Who is a Related Party When Doing a 1031 Exchange?
- Whitney Nash
- May 22
- 1 min read
In the context of 1031 exchanges, related parties refer to individuals or entities that have a certain relationship with the taxpayer conducting in the exchange. The Internal Revenue Service (IRS) has specific rules and limitations when selling to or buying from a related party in a 1031 exchange to prevent abuse and ensure that the exchange is conducted for legitimate purposes.

Currently, the IRS defines related parties in a 1031 exchange as:
Family Members: This includes relationships such as siblings, spouses, ancestors (e.g., parents and grandparents), and lineal descendants (e.g., children and grandchildren). It also pertains to entities in their ownership/control.
Entities under Common Control: This includes situations where there is at least 50% common ownership, either directly or indirectly, between the exchanger and the entity purchasing or selling the property.

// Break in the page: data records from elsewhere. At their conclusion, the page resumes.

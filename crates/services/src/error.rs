//! Shared error types for the services crate.

use thiserror::Error;

use quiz_core::model::QuizId;
use storage::repository::StorageError;

/// Errors surfaced by remote gateways.
///
/// "No internet" (`Network`) and "server said no" (`Rejected`) are distinct
/// variants so the presentation layer can message them differently.
#[derive(Debug, Error)]
#[non_exhaustive]
pub enum GatewayError {
    #[error("resource not found")]
    NotFound,

    #[error("server rejected the request with status {0}")]
    Rejected(reqwest::StatusCode),

    #[error("network failure: {0}")]
    Network(String),

    #[error("invalid payload: {0}")]
    InvalidPayload(String),
}

impl From<reqwest::Error> for GatewayError {
    fn from(error: reqwest::Error) -> Self {
        Self::Network(error.to_string())
    }
}

/// Errors emitted by the progress synchronization engine.
///
/// Network failures never appear here: they are swallowed and deferred to
/// the next sync cycle. Only local durability failures propagate.
#[derive(Debug, Error)]
#[non_exhaustive]
pub enum ProgressError {
    #[error(transparent)]
    Storage(#[from] StorageError),
}

/// Errors emitted while loading a quiz.
#[derive(Debug, Error)]
#[non_exhaustive]
pub enum QuizServiceError {
    #[error("quiz {0} not found")]
    NotFound(QuizId),

    #[error(transparent)]
    Gateway(#[from] GatewayError),
}

/// Submission failure, surfaced to the caller after an attempt finishes.
///
/// The session stays terminal no matter which variant occurs; the attempt
/// is already in the local history.
#[derive(Debug, Error, Clone, PartialEq, Eq)]
#[non_exhaustive]
pub enum SubmitError {
    #[error("could not reach the server: {0}")]
    Offline(String),

    #[error("server rejected the attempt with status {0}")]
    Rejected(reqwest::StatusCode),

    #[error("quiz no longer exists on the server")]
    NotFound,

    #[error("unintelligible server response: {0}")]
    Invalid(String),
}

impl From<GatewayError> for SubmitError {
    fn from(error: GatewayError) -> Self {
        match error {
            GatewayError::Network(message) => Self::Offline(message),
            GatewayError::Rejected(status) => Self::Rejected(status),
            GatewayError::NotFound => Self::NotFound,
            GatewayError::InvalidPayload(message) => Self::Invalid(message),
        }
    }
}
use std::sync::Arc;
use std::time::Duration;

use sqlx::{SqlitePool, sqlite::SqlitePoolOptions};
use thiserror::Error;

use crate::repository::{AttemptRepository, Storage, ViewedFactRepository};

mod attempt_repo;
mod fact_repo;
mod mapping;
mod migrate;

#[derive(Clone)]
pub struct SqliteRepository {
    pool: SqlitePool,
}

#[derive(Debug, Error)]
#[non_exhaustive]
pub enum SqliteInitError {
    #[error(transparent)]
    Sqlx(#[from] sqlx::Error),
}

impl SqliteRepository {
    /// Connect to `SQLite` using the given URL.
    ///
    /// # Errors
    ///
    /// Returns `SqliteInitError` if the connection cannot be established or if
    /// enforcing foreign key constraints fails during setup.
    pub async fn connect(database_url: &str) -> Result<Self, SqliteInitError> {
        let pool = SqlitePoolOptions::new()
            .max_connections(5)
            .acquire_timeout(Duration::from_secs(5))
            .after_connect(|conn, _meta| {
                Box::pin(async move {
                    sqlx::query("PRAGMA foreign_keys = ON;")
                        .execute(&mut *conn)
                        .await?;
                    sqlx::query("PRAGMA journal_mode = WAL;")
                        .execute(&mut *conn)
                        .await?;
                    sqlx::query("PRAGMA busy_timeout = 5000;")
                        .execute(&mut *conn)
                        .await?;
                    Ok(())
                })
            })
            .connect(database_url)
            .await?;
        Ok(Self { pool })
    }

    #[must_use]
    pub fn pool(&self) -> &SqlitePool {
        &self.pool
    }

    /// Create tables if they do not exist.
    ///
    /// # Errors
    ///
    /// Returns `SqliteInitError` if migration queries fail.
    pub async fn migrate(&self) -> Result<(), SqliteInitError> {
        migrate::run_migrations(&self.pool).await
    }
}

impl Storage {
    /// Build a `Storage` backed by `SQLite`.
    ///
    /// # Errors
    ///
    /// Returns `SqliteInitError` if connection or migrations cannot be
    /// completed.
    pub async fn sqlite(database_url: &str) -> Result<Self, SqliteInitError> {
        let repo = SqliteRepository::connect(database_url).await?;
        repo.migrate().await?;
        let facts: Arc<dyn ViewedFactRepository> = Arc::new(repo.clone());
        let attempts: Arc<dyn AttemptRepository> = Arc::new(repo);
        Ok(Self { facts, attempts })
    }
}
use chrono::{DateTime, Utc};
use std::collections::{HashMap, HashSet};
use std::fmt;
use thiserror::Error;

use crate::model::{
    AttemptHistory, AttemptRecord, OptionId, Question, QuestionId, QuizDefinition,
};
use crate::time::{Countdown, TickOutcome};

//
// ─── ERRORS ────────────────────────────────────────────────────────────────────
//

/// Local validation failures. These are recovered in place by the caller;
/// none of them involve the network or corrupt session state.
#[derive(Debug, Error, Clone, PartialEq, Eq)]
#[non_exhaustive]
pub enum SessionError {
    #[error("no option selected for the current question")]
    NoSelection,

    #[error("question {0} was already answered and is locked")]
    QuestionLocked(QuestionId),

    #[error("question {0} is not the current question")]
    NotCurrentQuestion(QuestionId),

    #[error("option {0} does not belong to the current question")]
    UnknownOption(OptionId),

    #[error("explanation is not shown yet")]
    ExplanationHidden,

    #[error("cannot skip while the explanation is shown")]
    ExplanationVisible,

    #[error("command is not valid in this quiz mode")]
    WrongMode,
}

//
// ─── MODES AND PHASES ──────────────────────────────────────────────────────────
//

/// Assessment mode, fixed at session construction.
#[derive(Debug, Clone, Copy, PartialEq, Eq)]
pub enum QuizMode {
    /// Per-question feedback: the correct answer and explanation are shown
    /// immediately after each answer.
    Practice,
    /// Timed, no feedback until the attempt ends.
    Exam,
}

/// Observable lifecycle phase, derived from session state.
#[derive(Debug, Clone, Copy, PartialEq, Eq)]
pub enum SessionPhase {
    InProgress,
    /// Practice only: the current question's explanation is on display.
    Reviewing,
    Finished,
}

//
// ─── COMMAND OUTCOMES ──────────────────────────────────────────────────────────
//

/// Result of selecting an option.
#[derive(Debug, Clone, Copy, PartialEq, Eq)]
pub enum Select {
    Applied,
    /// Session already finished; the command was a no-op.
    Ignored,
}

/// Per-question feedback produced by answering in Practice mode.
#[derive(Debug, Clone, Copy, PartialEq, Eq)]
pub struct AnswerFeedback {
    pub question_id: QuestionId,
    pub selected: OptionId,
    pub correct_option_id: OptionId,
    pub is_correct: bool,
}

/// Totals for one completed attempt.
#[derive(Debug, Clone, Copy, PartialEq, Eq)]
pub struct AttemptSummary {
    pub score: u32,
    pub total: u32,
    pub unanswered: u32,
    pub completed_at: DateTime<Utc>,
}

/// Result of answering the current question.
#[derive(Debug, Clone, PartialEq, Eq)]
pub enum Answered {
    /// Practice: the question was revealed and the explanation is shown.
    Revealed(AnswerFeedback),
    /// Exam: moved on to the next question.
    Advanced,
    /// Exam: that was the last question; the attempt is complete.
    Finished(AttemptSummary),
    /// Session already finished; the command was a no-op.
    Ignored,
}

/// Result of advancing past the current question (`next` or `skip`).
#[derive(Debug, Clone, PartialEq, Eq)]
pub enum Advance {
    Moved,
    Finished(AttemptSummary),
    Ignored,
}

/// Result of an explicit finish.
#[derive(Debug, Clone, PartialEq, Eq)]
pub enum Finish {
    Completed(AttemptSummary),
    /// The session was already terminal; nothing changed.
    AlreadyFinished,
}

/// Result of a countdown tick.
#[derive(Debug, Clone, PartialEq, Eq)]
pub enum SessionTick {
    Running { remaining_sec: u32, low_time: bool },
    /// The countdown hit zero on this tick and forced the finish.
    Expired(AttemptSummary),
    /// Untimed session, or already finished; the tick was a no-op.
    Ignored,
}

/// Aggregated view of session progress, useful for UI.
#[derive(Debug, Clone, PartialEq, Eq)]
pub struct SessionProgress {
    pub total: usize,
    pub answered: usize,
    pub unanswered: usize,
    pub is_finished: bool,
}

//
// ─── SESSION ───────────────────────────────────────────────────────────────────
//

/// One quiz attempt: question sequencing, answer capture, scoring, timing,
/// and explanation display.
///
/// Every mutating command guards on the terminal flag before touching
/// state. A timer callback and a user action can land in the same tick
/// window, so commands arriving after the finish resolve to an `Ignored`
/// outcome instead of an error.
pub struct QuizSession {
    definition: QuizDefinition,
    mode: QuizMode,
    current: usize,
    selected: HashMap<QuestionId, OptionId>,
    answered: HashSet<QuestionId>,
    revealed: HashMap<QuestionId, OptionId>,
    explanation_visible: bool,
    score: u32,
    countdown: Option<Countdown>,
    finished: bool,
    started_at: DateTime<Utc>,
    completed_at: Option<DateTime<Utc>>,
    attempt_history: AttemptHistory,
}
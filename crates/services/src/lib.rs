#![forbid(unsafe_code)]

pub mod debounce;
pub mod error;
pub mod gateway;
pub mod i18n;
pub mod orchestrator;
pub mod progress;
pub mod quiz_service;

pub use quiz_core::Clock;

pub use debounce::Debouncer;
pub use error::{GatewayError, ProgressError, QuizServiceError, SubmitError};
pub use gateway::{
    AttemptAnswer, HttpGateway, HttpGatewayConfig, ProgressGateway, QuizGateway, SubmitReceipt,
};
pub use i18n::{KeyEcho, Translator};
pub use orchestrator::{CompletionReport, SessionController, Step};
pub use progress::{ProgressEngine, SyncOutcome};
pub use quiz_service::{QuizService, failure_message};
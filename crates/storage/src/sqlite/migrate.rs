use chrono::Utc;
use sqlx::SqlitePool;

use super::SqliteInitError;

/// Runs a single, consolidated migration for the current schema.
///
/// Creates the full schema (viewed facts, quiz attempts, and indexes).
pub async fn run_migrations(pool: &SqlitePool) -> Result<(), SqliteInitError> {
    async fn is_applied(pool: &SqlitePool, version: i64) -> Result<bool, sqlx::Error> {
        let row = sqlx::query("SELECT 1 FROM schema_migrations WHERE version = ?1")
            .bind(version)
            .fetch_optional(pool)
            .await?;
        Ok(row.is_some())
    }

    sqlx::query(
        r"
            CREATE TABLE IF NOT EXISTS schema_migrations (
                version INTEGER PRIMARY KEY,
                applied_at TEXT NOT NULL
            );
            ",
    )
    .execute(pool)
    .await?;

    // Version 1: full schema.
    if !is_applied(pool, 1).await? {
        let mut tx = pool.begin().await?;

        sqlx::query(
            r"
                CREATE TABLE IF NOT EXISTS viewed_facts (
                    user_id INTEGER NOT NULL,
                    material_id INTEGER NOT NULL,
                    viewed_at TEXT NOT NULL,
                    time_spent_sec INTEGER CHECK (time_spent_sec IS NULL OR time_spent_sec >= 0),
                    PRIMARY KEY (user_id, material_id)
                );
            ",
        )
        .execute(&mut *tx)
        .await?;

        sqlx::query(
            r"
                CREATE TABLE IF NOT EXISTS quiz_attempts (
                    id TEXT PRIMARY KEY,
                    user_id INTEGER NOT NULL,
                    quiz_id INTEGER NOT NULL,
                    completed_at TEXT NOT NULL,
                    score INTEGER NOT NULL CHECK (score >= 0),
                    total INTEGER NOT NULL CHECK (total >= score)
                );
            ",
        )
        .execute(&mut *tx)
        .await?;

        sqlx::query(
            r"
                CREATE INDEX IF NOT EXISTS idx_viewed_facts_user_viewed_at
                    ON viewed_facts (user_id, viewed_at);
            ",
        )
        .execute(&mut *tx)
        .await?;

        sqlx::query(
            r"
                CREATE INDEX IF NOT EXISTS idx_quiz_attempts_user_quiz_completed
                    ON quiz_attempts (user_id, quiz_id, completed_at);
            ",
        )
        .execute(&mut *tx)
        .await?;

        sqlx::query(
            r"
                INSERT INTO schema_migrations (version, applied_at)
                VALUES (?1, ?2)
                ON CONFLICT(version) DO NOTHING
            ",
        )
        .bind(1_i64)
        .bind(Utc::now())
        .execute(&mut *tx)
        .await?;

        tx.commit().await?;
    }

    Ok(())
}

Certain Business Relationships: This category may include relationships between an individual and a corporation if the individual owns more than 50% of the corporation's outstanding stock by value.
If a related party situation exists, it may still qualify for an exchange if they adhere to additional restrictions and limitations. It's essential to consult with a Qualified Intermediary and a tax professional or legal advisor familiar with current tax laws and regulations. Tax laws can change, and there may be updates or modifications to the rules.